En este contexto, defendió la necesidad de personas capaces de descubrir horizontes de esperanza incluso en situaciones de crisis. “Por eso se necesitan, también en la vida pública, hombres y mujeres que intuyan, en la oscuridad, la luz; en el fin, un posible comienzo”, afirmó antes de citar uno de los pasajes más conocidos de la Noche oscura: “¡Oh noche que guiaste! ¡Oh noche amable más que la alborada! ¡Oh noche que juntaste Amado con amada, amada en el Amado transformada!”.
Castillo interior
Tras referirse a San Juan de la Cruz, León XIV dirigió su atención a Santa Teresa de Jesús y a una de sus obras fundamentales, ‘El castillo interior’. El papa recuperó la conocida imagen teresiana del recorrido por las distintas moradas del alma para reflexionar sobre la necesidad de cultivar la interioridad en un mundo marcado por las tensiones y los enfrentamientos.

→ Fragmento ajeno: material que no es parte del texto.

use std::sync::Arc;

use crate::config::Config;
use crate::session::{Providers, SessionRegistry};

/// Shared application state for HTTP handlers and the media WebSocket
#[derive(Clone)]
pub struct AppState {
    pub config: Arc<Config>,
    pub registry: Arc<SessionRegistry>,
    pub providers: Providers,
}

impl AppState {
    pub fn new(config: Config, providers: Providers) -> Self {
        Self {
            config: Arc::new(config),
            registry: Arc::new(SessionRegistry::new()),
            providers,
        }
    }
}
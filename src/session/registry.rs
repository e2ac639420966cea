//! Process-wide map of live call sessions.

use std::collections::{HashMap, HashSet};
use std::sync::Arc;

use tokio::sync::RwLock;
use tracing::info;

use super::session::SessionHandle;
use crate::error::RegistryError;

#[derive(Default)]
struct Inner {
    by_call: HashMap<String, Arc<SessionHandle>>,
    by_owner: HashMap<String, HashSet<String>>,
}

/// Concurrent registry keyed by call id, with a secondary owner index for
/// cross-call queries. The registry entry is the sole authoritative pointer
/// to a session; adapters remove it when the session's loop exits.
#[derive(Default)]
pub struct SessionRegistry {
    inner: RwLock<Inner>,
}

impl SessionRegistry {
    pub fn new() -> Self {
        Self::default()
    }

    /// Registers the session produced by `make` under `call_id`.
    ///
    /// The check and insert happen under one write lock (and `make` is
    /// synchronous), so concurrent creates for the same call id see exactly
    /// one winner; the rest fail with [`RegistryError::DuplicateSession`].
    pub async fn create<F>(
        &self,
        call_id: &str,
        make: F,
    ) -> Result<Arc<SessionHandle>, RegistryError>
    where
        F: FnOnce() -> Arc<SessionHandle>,
    {
        let mut inner = self.inner.write().await;

        if inner.by_call.contains_key(call_id) {
            return Err(RegistryError::DuplicateSession(call_id.to_string()));
        }

        let handle = make();
        if let Some(owner) = &handle.owner_id {
            inner
                .by_owner
                .entry(owner.clone())
                .or_default()
                .insert(call_id.to_string());
        }
        inner.by_call.insert(call_id.to_string(), handle.clone());

        info!(call = call_id, owner = ?handle.owner_id, "Registered session");

        Ok(handle)
    }

    pub async fn get(&self, call_id: &str) -> Option<Arc<SessionHandle>> {
        self.inner.read().await.by_call.get(call_id).cloned()
    }

    /// Removes a session, maintaining the owner index.
    pub async fn remove(&self, call_id: &str) -> Option<Arc<SessionHandle>> {
        let mut inner = self.inner.write().await;

        let handle = inner.by_call.remove(call_id)?;
        if let Some(owner) = &handle.owner_id {
            if let Some(calls) = inner.by_owner.get_mut(owner) {
                calls.remove(call_id);
                if calls.is_empty() {
                    inner.by_owner.remove(owner);
                }
            }
        }

        info!(call = call_id, "Removed session");

        Some(handle)
    }

    pub async fn list(&self) -> Vec<Arc<SessionHandle>> {
        self.inner.read().await.by_call.values().cloned().collect()
    }

    pub async fn list_by_owner(&self, owner_id: &str) -> Vec<Arc<SessionHandle>> {
        let inner = self.inner.read().await;
        inner
            .by_owner
            .get(owner_id)
            .map(|calls| {
                calls
                    .iter()
                    .filter_map(|call_id| inner.by_call.get(call_id).cloned())
                    .collect()
            })
            .unwrap_or_default()
    }

    pub async fn active_count(&self) -> usize {
        self.inner.read().await.by_call.len()
    }

    /// Signals teardown to every session of one owner. Entries are removed
    /// by their transport adapters once the loops exit. Returns how many
    /// sessions were signalled.
    pub async fn close_for_owner(&self, owner_id: &str) -> usize {
        let sessions = self.list_by_owner(owner_id).await;
        for session in &sessions {
            session.close();
        }
        sessions.len()
    }
}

“Santa Teresa -añadió- describe este mismo itinerario con la imagen del castillo interior. Avanzando de habitación en habitación hacia el lugar más íntimo —es decir, cada uno hacia su propio corazón, santuario de la verdad—, el espacio se amplía, la mente se abre, las contradicciones se resuelven, las tensiones se disuelven, los demás encuentran su lugar, el universo se convierte en hogar”.
Lejos de interpretar esta propuesta como una retirada de la vida pública, León XIV insistió en que la experiencia interior descrita por la santa abulense conduce a una apertura hacia los demás y hacia la realidad. El pontífice vinculó además esta reflexión con la defensa de la libertad religiosa y de conciencia, que consideró una consecuencia directa de la dignidad de la persona y de su dimensión espiritual.
Respaldo internacional
La referencia al año jubilar de San Juan de la Cruz constituye uno de los aspectos más relevantes y “cobran un significado especial” para la Diócesis de Ávila, que custodia el legado vivo de ambos santos. Santa Teresa nació en Ávila en 1515 y allí fundó el primer convento de la reforma carmelitana, San José, en 1562. San Juan de la Cruz nació en Fontiveros (Ávila) en 1542, y fue en Ávila donde Teresa y Juan se conocieron y comenzaron su colaboración reformadora.
La cita pontificia llega, además, en el marco del Año Jubilar de San Juan de la Cruz, que la diócesis celebra. “Que el primer papa de la historia en visitar España en 15 años haya recordado expresamente esta efeméride en su discurso de apertura constituye un reconocimiento de alcance mundial”, según se ha resaltado desde el Obispado.